Name : Pichaphop Sunthornjittanon

Student ID : 31258301

In this section, you will need to implement an Apache Kafka producer to simulate the
real-time streaming of the data.

Important:

● In this task, you need to generate the event timestamp in UTC timezone for each data
record in the producer, and then convert the timestamp to unix-timestamp format
(keeping UTC timezone) to simulate the “ts” column. For example, if the current time
is 2021-9-28 12:39:45 UTC, it should be converted to the value of 1632796806, and
stored in the “ts” column

● Please do not use Spark in this task



#### Event Flight Producer

Write a python program that loads all the data from “flight*.csv”. Save the file as
Assignment-2B-Task1_flight_producer.ipynb.
Your program should send X number and Y number of records from each producer
following the sequence to the Kafka stream every 5 seconds. X represents the records to
send in a particular batch, whereas Y represents the records to send in the next batch (pending
records). The sequence of the batch is depicted in Fig.1.
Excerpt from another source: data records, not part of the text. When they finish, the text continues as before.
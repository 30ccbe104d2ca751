//! Retry target assembly.
//!
//! A target is one (model, region, access-info) triple. The configured
//! retry strategy controls only the outer ordering of the target list; the
//! access-method selector governs method choice per target.

use crate::catalog::types::{AccessInfo, Catalog};
use crate::config::RetryStrategy;

/// One candidate for a dispatch, owned by the call that created it.
#[derive(Debug, Clone)]
pub struct RetryTarget {
    /// Canonical catalog name.
    pub model_name: String,
    /// Underlying service model id, used as the tracker key.
    pub model_id: String,
    pub region: String,
    pub access: AccessInfo,
}

/// Build the ordered target list for a call.
///
/// `ModelFirst` exhausts every region for the first model before moving to
/// the next model; `RegionFirst` exhausts every model in the first region
/// first. Unavailable (model, region) combinations are skipped. Ordering is
/// stable for fixed inputs.
pub fn build_retry_targets(
    catalog: &Catalog,
    model_names: &[String],
    regions: &[String],
    strategy: RetryStrategy,
) -> Vec<RetryTarget> {
    let mut targets = Vec::new();

    let mut push = |model_name: &String, region: &String| {
        let Some(entry) = catalog.get(model_name) else {
            return;
        };
        let Some(access) = entry.access_in(region) else {
            return;
        };
        targets.push(RetryTarget {
            model_name: entry.canonical_name.clone(),
            model_id: entry.model_id.clone(),
            region: region.clone(),
            access: access.clone(),
        });
    };

    match strategy {
        RetryStrategy::ModelFirst => {
            for model_name in model_names {
                for region in regions {
                    push(model_name, region);
                }
            }
        }
        RetryStrategy::RegionFirst => {
            for region in regions {
                for model_name in model_names {
                    push(model_name, region);
                }
            }
        }
    }

    targets
}
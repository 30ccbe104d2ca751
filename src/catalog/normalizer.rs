//! Model name canonicalization.

/// Normalize a model name for comparison: lower-case, collapse any run of
/// whitespace, `-`, `_`, or `.` to a single space, and trim.
///
/// Pure, total, and idempotent: `normalize(normalize(x)) == normalize(x)`.
pub fn normalize_model_name(name: &str) -> String {
    let mut out = String::with_capacity(name.len());
    let mut pending_space = false;

    for ch in name.chars() {
        if ch.is_whitespace() || matches!(ch, '-' | '_' | '.') {
            pending_space = !out.is_empty();
        } else {
            if pending_space {
                out.push(' ');
                pending_space = false;
            }
            for lower in ch.to_lowercase() {
                out.push(lower);
            }
        }
    }

    out
}
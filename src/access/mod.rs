//! Access methods: selection between direct invocation and inference
//! profiles, plus the process-wide learned-preference and
//! parameter-compatibility trackers.

pub mod method;
pub mod parameters;
pub mod preference;
pub mod selector;

pub use method::{AccessMethod, AccessPreference};
pub use parameters::{parameter_fingerprint, ParameterCompatibilityTracker};
pub use preference::AccessPreferenceTracker;
pub use selector::{fallback_methods, select};
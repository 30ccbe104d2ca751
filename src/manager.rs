//! The manager: the public surface tying together catalog, resolver,
//! selector, trackers, retry engine, and transport.

use std::sync::Arc;

use parking_lot::Mutex;
use tracing::{debug, info, warn};

use crate::access::parameters::{CompatibilityStatistics, ParameterCompatibilityTracker};
use crate::access::preference::AccessPreferenceTracker;
use crate::aws::AwsCredentials;
use crate::catalog::resolver::{NameResolution, NameResolver};
use crate::catalog::store::{CatalogFetcher, CatalogStore};
use crate::catalog::types::Catalog;
use crate::config::{CatalogConfig, ClientConfig, RetryConfig};
use crate::error::LlmError;
use crate::request::{ConverseArgs, validate_args};
use crate::response::ConverseResponse;
use crate::retry::engine::{ResponseValidationConfig, RetryEngine};
use crate::retry::targets::build_retry_targets;
use crate::transport::{BedrockCatalogFetcher, BedrockConverseClient, ConverseTransport};

/// Construction options for [`LlmManager`].
#[derive(Debug, Clone, Default)]
pub struct ManagerOptions {
    pub credentials: AwsCredentials,
    pub retry: RetryConfig,
    pub client: ClientConfig,
    pub catalog: CatalogConfig,
    /// Inference parameters applied when a request does not set its own.
    pub default_inference_config: Option<crate::request::InferenceConfig>,
}

/// Result of [`LlmManager::validate_configuration`].
#[derive(Debug, Clone)]
pub struct ValidationReport {
    pub valid: bool,
    pub errors: Vec<String>,
    pub warnings: Vec<String>,
    /// Number of usable (model, region) combinations.
    pub model_region_combinations: usize,
    pub auth_status: String,
}

/// Snapshot of the process-wide trackers.
#[derive(Debug, Clone)]
pub struct AccessMethodStatistics {
    pub learned_preferences: usize,
    pub learned_from_error: usize,
    pub parameter_statistics: CompatibilityStatistics,
}

/// Orchestrates converse calls with multi-region failover, access-method
/// selection, and learned preferences.
pub struct LlmManager {
    models: Vec<String>,
    regions: Vec<String>,
    options: ManagerOptions,
    store: CatalogStore,
    transport: Arc<dyn ConverseTransport>,
    /// Resolver cache, invalidated when the catalog instance changes.
    resolver: Mutex<Option<(Arc<Catalog>, Arc<NameResolver>)>>,
}

impl LlmManager {
    /// Create a manager backed by the live Bedrock transport and catalog
    /// fetcher.
    pub fn new(
        models: Vec<String>,
        regions: Vec<String>,
        options: ManagerOptions,
    ) -> Result<Self, LlmError> {
        let transport = Arc::new(BedrockConverseClient::new(
            options.credentials.clone(),
            options.client.clone(),
        ));
        let fetcher = Arc::new(BedrockCatalogFetcher::new(
            options.credentials.clone(),
            options.client.clone(),
        ));
        Self::with_transport(models, regions, options, transport, Some(fetcher))
    }

    /// Create a manager with explicit transport and catalog fetcher.
    /// This is the seam used by tests and by callers embedding their own
    /// transport.
    pub fn with_transport(
        models: Vec<String>,
        regions: Vec<String>,
        options: ManagerOptions,
        transport: Arc<dyn ConverseTransport>,
        fetcher: Option<Arc<dyn CatalogFetcher>>,
    ) -> Result<Self, LlmError> {
        if models.is_empty() {
            return Err(LlmError::Configuration(
                "no models specified".to_string(),
            ));
        }
        if regions.is_empty() {
            return Err(LlmError::Configuration(
                "no regions specified".to_string(),
            ));
        }

        let store = CatalogStore::new(options.catalog.clone(), regions.clone(), fetcher)?;

        info!(
            models = models.len(),
            regions = regions.len(),
            "initialized manager"
        );
        Ok(Self {
            models,
            regions,
            options,
            store,
            transport,
            resolver: Mutex::new(None),
        })
    }

    pub fn regions(&self) -> &[String] {
        &self.regions
    }

    pub fn configured_models(&self) -> &[String] {
        &self.models
    }

    pub fn retry_config(&self) -> &RetryConfig {
        &self.options.retry
    }

    async fn catalog_and_resolver(&self) -> Result<(Arc<Catalog>, Arc<NameResolver>), LlmError> {
        let catalog = self.store.load().await?;

        let mut cached = self.resolver.lock();
        if let Some((cached_catalog, resolver)) = cached.as_ref()
            && Arc::ptr_eq(cached_catalog, &catalog)
        {
            return Ok((catalog, resolver.clone()));
        }

        let resolver = Arc::new(NameResolver::new(
            catalog.clone(),
            self.options.catalog.max_aliases_per_model,
        ));
        *cached = Some((catalog.clone(), resolver.clone()));
        Ok((catalog, resolver))
    }

    /// Resolve a user-supplied model name, with suggestions on a miss.
    pub async fn resolve_model(&self, name: &str) -> Result<NameResolution, LlmError> {
        let (_, resolver) = self.catalog_and_resolver().await?;
        resolver
            .resolve(name, false)
            .ok_or_else(|| LlmError::ModelNotFound {
                name: name.to_string(),
                suggestions: resolver.suggestions(name, 5),
            })
    }

    /// Resolve the configured model names to canonical catalog keys,
    /// keeping the configured preference order.
    async fn resolved_models(
        &self,
        resolver: &NameResolver,
        model_override: Option<&str>,
    ) -> Result<Vec<String>, LlmError> {
        let names: Vec<&str> = match model_override {
            Some(name) => vec![name],
            None => self.models.iter().map(String::as_str).collect(),
        };

        let mut resolved = Vec::new();
        let mut misses = Vec::new();
        for name in names {
            match resolver.resolve(name, false) {
                Some(resolution) => {
                    if !resolved.contains(&resolution.canonical_name) {
                        resolved.push(resolution.canonical_name);
                    }
                }
                None => misses.push(name.to_string()),
            }
        }

        if resolved.is_empty() {
            let name = misses.first().cloned().unwrap_or_default();
            let suggestions = resolver.suggestions(&name, 5);
            return Err(LlmError::ModelNotFound { name, suggestions });
        }
        if !misses.is_empty() {
            warn!(misses = ?misses, "some configured models did not resolve");
        }

        Ok(resolved)
    }

    /// Send one converse call with retries, failover, and learned access
    /// preferences.
    pub async fn converse(&self, args: ConverseArgs) -> Result<ConverseResponse, LlmError> {
        self.converse_with_options(args, None, None, None).await
    }

    /// Full-control variant of [`LlmManager::converse`].
    pub async fn converse_with_options(
        &self,
        args: ConverseArgs,
        model_override: Option<&str>,
        region_override: Option<&[String]>,
        validation: Option<&ResponseValidationConfig>,
    ) -> Result<ConverseResponse, LlmError> {
        match self
            .converse_inner(args, model_override, region_override, validation)
            .await?
        {
            Ok(response) => Ok(response),
            Err(failure) => Err(LlmError::RetryExhausted(failure.error)),
        }
    }

    /// Like converse, but returns the diagnostic response instead of an
    /// error when every target failed. The parallel path aggregates these.
    pub(crate) async fn converse_collecting(
        &self,
        args: ConverseArgs,
        model_override: Option<&str>,
        region_override: Option<&[String]>,
        validation: Option<&ResponseValidationConfig>,
    ) -> Result<ConverseResponse, LlmError> {
        match self
            .converse_inner(args, model_override, region_override, validation)
            .await?
        {
            Ok(response) => Ok(response),
            Err(failure) => Ok(failure.response),
        }
    }

    async fn converse_inner(
        &self,
        mut args: ConverseArgs,
        model_override: Option<&str>,
        region_override: Option<&[String]>,
        validation: Option<&ResponseValidationConfig>,
    ) -> Result<Result<ConverseResponse, crate::retry::engine::EngineFailure>, LlmError> {
        validate_args(&args)?;

        if args.inference_config.is_none() {
            args.inference_config = self.options.default_inference_config.clone();
        }

        let (catalog, resolver) = self.catalog_and_resolver().await?;
        let models = self.resolved_models(&resolver, model_override).await?;
        let regions: &[String] = region_override.unwrap_or(&self.regions);

        let targets = build_retry_targets(
            &catalog,
            &models,
            regions,
            self.options.retry.retry_strategy,
        );
        if targets.is_empty() {
            return Err(LlmError::Configuration(format!(
                "no valid (model, region) combination for models {models:?} in regions {regions:?}"
            )));
        }
        debug!(targets = targets.len(), "built retry target list");

        let engine = RetryEngine::new(self.transport.as_ref(), &self.options.retry);
        Ok(engine.execute(&targets, args, validation).await)
    }

    /// Force a catalog refresh from the live source.
    pub async fn refresh_catalog(&self) -> Result<(), LlmError> {
        self.store.refresh().await?;
        *self.resolver.lock() = None;
        Ok(())
    }

    /// All canonical model names in the catalog.
    pub async fn get_available_models(&self) -> Result<Vec<String>, LlmError> {
        let catalog = self.store.load().await?;
        Ok(catalog.models.keys().cloned().collect())
    }

    /// The configured regions.
    pub fn get_available_regions(&self) -> Vec<String> {
        self.regions.clone()
    }

    /// Snapshot of the process-wide trackers.
    pub fn get_access_method_statistics(&self) -> AccessMethodStatistics {
        let (learned_preferences, learned_from_error) =
            AccessPreferenceTracker::global().statistics();
        AccessMethodStatistics {
            learned_preferences,
            learned_from_error,
            parameter_statistics: ParameterCompatibilityTracker::global().statistics(),
        }
    }

    /// Validate the configuration against the loaded catalog.
    pub async fn validate_configuration(&self) -> ValidationReport {
        let mut errors = Vec::new();
        let mut warnings = Vec::new();
        let mut combinations = 0usize;

        match self.catalog_and_resolver().await {
            Ok((catalog, resolver)) => {
                for model in &self.models {
                    match resolver.resolve(model, false) {
                        Some(resolution) => {
                            if let Some(entry) = catalog.get(&resolution.canonical_name) {
                                let usable = self
                                    .regions
                                    .iter()
                                    .filter(|region| entry.access_in(region).is_some())
                                    .count();
                                if usable == 0 {
                                    warnings.push(format!(
                                        "model '{model}' is not available in any configured region"
                                    ));
                                }
                                combinations += usable;
                            }
                        }
                        None => {
                            errors.push(format!("model '{model}' not found in catalog"));
                        }
                    }
                }
                if combinations == 0 {
                    errors.push("no valid (model, region) combinations".to_string());
                }
            }
            Err(error) => errors.push(format!("catalog unavailable: {error}")),
        }

        let auth_status = match &self.options.credentials {
            AwsCredentials::Static { .. } => "static".to_string(),
            AwsCredentials::Profile { name } => format!("profile:{name}"),
            AwsCredentials::Default => "default-chain".to_string(),
        };

        ValidationReport {
            valid: errors.is_empty(),
            errors,
            warnings,
            model_region_combinations: combinations,
            auth_status,
        }
    }
}
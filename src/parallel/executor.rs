//! Bounded-concurrency execution of a parallel batch.
//!
//! Work items run as independent futures under a concurrency cap. A failure
//! in one request never interrupts others unless the failure-handling
//! strategy trips, in which case pending work is cancelled cooperatively:
//! in-flight requests run to completion, not-yet-started ones resolve to a
//! cancelled failure that still appears in the result map.

use std::collections::HashMap;
use std::sync::atomic::{AtomicUsize, Ordering};
use std::time::Duration;

use futures::StreamExt;
use tokio_util::sync::CancellationToken;
use tracing::{debug, warn};

use super::distributor::RequestAssignment;
use crate::access::method::AccessMethod;
use crate::config::{FailureHandlingStrategy, ParallelConfig};
use crate::response::ConverseResponse;

/// Marker placed in the warnings of a response that never ran.
pub const CANCELLED_MARKER: &str = "cancelled";

/// Raw executor output before aggregation.
#[derive(Debug)]
pub struct ExecutionOutcome {
    pub responses: HashMap<String, ConverseResponse>,
    pub concurrent_peak: usize,
    /// True when the failure-handling strategy cancelled pending work.
    pub cancelled: bool,
}

/// Runs assignments through a worker pool of
/// `max_concurrent_requests` independent futures.
pub struct ParallelExecutor {
    config: ParallelConfig,
}

impl ParallelExecutor {
    pub fn new(config: ParallelConfig) -> Self {
        Self { config }
    }

    /// Execute every assignment. `run` performs one request against its
    /// assigned regions and never panics; its only suspension points are
    /// inside the transport.
    pub async fn execute<F, Fut>(
        &self,
        assignments: Vec<RequestAssignment>,
        run: F,
    ) -> ExecutionOutcome
    where
        F: Fn(RequestAssignment) -> Fut,
        Fut: std::future::Future<Output = ConverseResponse>,
    {
        let total = assignments.len();
        let token = CancellationToken::new();
        let in_flight = AtomicUsize::new(0);
        let peak = AtomicUsize::new(0);
        let timeout = Duration::from_secs(self.config.request_timeout_seconds);

        let run = &run;
        let in_flight = &in_flight;
        let peak = &peak;
        let mut stream = futures::stream::iter(assignments.into_iter().map(|assignment| {
            let token = token.clone();
            async move {
                let request_id = assignment.request_id.clone();

                // The stop flag is checked before picking up new work.
                if token.is_cancelled() {
                    return (request_id, cancelled_response());
                }

                let current = in_flight.fetch_add(1, Ordering::SeqCst) + 1;
                peak.fetch_max(current, Ordering::SeqCst);

                let response = match tokio::time::timeout(timeout, run(assignment)).await {
                    Ok(response) => response,
                    Err(_) => timeout_response(timeout),
                };

                in_flight.fetch_sub(1, Ordering::SeqCst);
                (request_id, response)
            }
        }))
        .buffer_unordered(self.config.max_concurrent_requests.max(1));

        let mut responses = HashMap::with_capacity(total);
        let mut failed = 0usize;
        let mut cancelled = false;

        while let Some((request_id, response)) = stream.next().await {
            if !response.success {
                failed += 1;
            }
            debug!(
                request_id = request_id.as_str(),
                success = response.success,
                "parallel request completed"
            );
            responses.insert(request_id, response);

            if !cancelled && self.should_cancel(failed, total) {
                warn!(
                    failed,
                    total,
                    strategy = ?self.config.failure_handling_strategy,
                    "failure strategy tripped; cancelling pending requests"
                );
                token.cancel();
                cancelled = true;
            }
        }

        ExecutionOutcome {
            responses,
            concurrent_peak: peak.load(Ordering::SeqCst),
            cancelled,
        }
    }

    fn should_cancel(&self, failed: usize, total: usize) -> bool {
        match self.config.failure_handling_strategy {
            FailureHandlingStrategy::ContinueOnFailure => false,
            FailureHandlingStrategy::StopOnFirstFailure => failed > 0,
            FailureHandlingStrategy::StopOnThreshold => {
                total > 0 && failed as f64 / total as f64 > self.config.failure_threshold
            }
        }
    }
}

fn failure_response(warning: String) -> ConverseResponse {
    ConverseResponse {
        success: false,
        output: None,
        stop_reason: None,
        usage: None,
        metrics: None,
        additional_response_fields: None,
        model_used: None,
        region_used: None,
        access_method_used: AccessMethod::Unknown,
        profile_used: false,
        profile_id: None,
        attempts: vec![],
        warnings: vec![warning],
        features_disabled: vec![],
        validation_attempts: 0,
        total_duration_ms: 0.0,
    }
}

fn cancelled_response() -> ConverseResponse {
    failure_response(format!("{CANCELLED_MARKER}: request not started"))
}

fn timeout_response(timeout: Duration) -> ConverseResponse {
    failure_response(format!(
        "request timed out after {}s",
        timeout.as_secs()
    ))
}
There are some steps need to be carried out for this task:

1. Generate random numbers A and B, whose values are between 70-100 (inclusive) and
5-10 (inclusive) respectively, which are regenerated for each keyFlight. The
keyFlights are generated from the column ‘DAY_OF_WEEK’ in the dataset which has
7 unique keys. These values 1, 2, 3, 4, 5, 6, and, 7 represents ‘sunday’,‘monday’,
‘tuesday’, ‘wednesday’,’thursday’,’friday’,’saturday’
2. You will need to append event time in unix-timestamp format (as mentioned above)
for each key. Assuming that there are 7 keys in the flight-dataset as mentioned above,
there will be 7 unix-timestamp for each batch.
3. Each batch data contains 7 group (7 sub batches) instances generated from each key.
All of them are concatenated in the form of the list of dictionaries

a. Explanation of a group instances/records


i. If A1 represents a group of instances/records generated from key = ‘1’
and B1 represents a group of pending instances/records generated from
key = ‘1’, thus batch 1 (X1) contains [A1; A2; A3; A4; A5; A6; A7] and
batch 1 pending (Y1) contains [B1; B2; B3; B4; B5; B6; B7].

ii. A1 and B1 have the same ‘ts’ as it is generated from the same batch atthe same time. The same case is also the same for A2 and B2 and so on.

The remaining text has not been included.